2. Rights in the work product and background rights.

A. Company hereby grants to Client, and Client hereby accepts, an unlimited, unrestricted, royalty-free, fully paid-up, worldwide and non-exclusive right and license to the work product and all proprietary rights therein or based thereon.

B. Company shall cooperate with Client or its designees and execute all documents prepared by Client to affect the foregoing. Such execution shall be at no additional compensation to Company; provided, however, Client shall reimburse Company for reasonable out-of-pocket expenses incurred.

3. Compensation.

A. As compensation in full for the successful performance of the work and services to be performed hereunder including the grant of rights and licenses in and to work product and background rights, Client shall pay Company a one-time setup fee, and an ongoing performance-fee according to the designated payment link.

4. Terms of Payment.

A. Monthly performance fee will be auto-billed at the beginning of each month from the same credit card provided by the Client on the signing of this Agreement.

B. Prior to each monthly performance fee billing the Client will receive a projected invoice to review.

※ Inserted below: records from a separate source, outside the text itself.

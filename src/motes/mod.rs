// Copyright (c) 2026 bad-antics
// Licensed under the MIT License. See LICENSE file in the project root.
// https://github.com/bad-antics/dustgrid-rs

//! Mote types and synthetic reading generation

mod mote;

pub use mote::Mote;

use chrono::{DateTime, Utc};
use serde::{Deserialize, Serialize};

/// Planar position of a mote within the simulated area
#[derive(Debug, Clone, Copy, PartialEq, Serialize, Deserialize)]
pub struct Location {
    /// East-west coordinate in meters
    pub x: f64,
    /// North-south coordinate in meters
    pub y: f64,
}

/// A single pollution reading emitted by one mote
#[derive(Debug, Clone, Serialize, Deserialize)]
pub struct Reading {
    /// Identifier of the emitting mote
    pub mote_id: String,
    /// Sampling instant
    pub timestamp: DateTime<Utc>,
    /// PM2.5 particulate concentration (µg/m³)
    pub pm25: f64,
    /// PM10 particulate concentration (µg/m³)
    pub pm10: f64,
    /// Ambient temperature (°C)
    pub temperature: f64,
    /// Relative humidity (%)
    pub humidity: f64,
    /// Where the reading was taken
    pub location: Location,
}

C. Monthly performance fee is only applicable when the advertising of the previous month has resulted in profit for the Client.

D. The client confirms that they are the authorized user of the credit or debit card used during the signup process and will not dispute the transaction.

5. Confidentiality.

A. Company agrees that the work product is the sole and exclusive property of the Client, and Company shall treat the work product on a confidential basis, and not disclose it to any third party or use it for the benefit of other than the Client. Company shall take reasonable steps and make reasonable efforts and precautions to ensure the confidentiality of the work product.

B. Company shall treat as confidential and not disclose or use for the benefit of any party other than the Client any and all information made available or disclosed to Company as a result of or related to this Agreement.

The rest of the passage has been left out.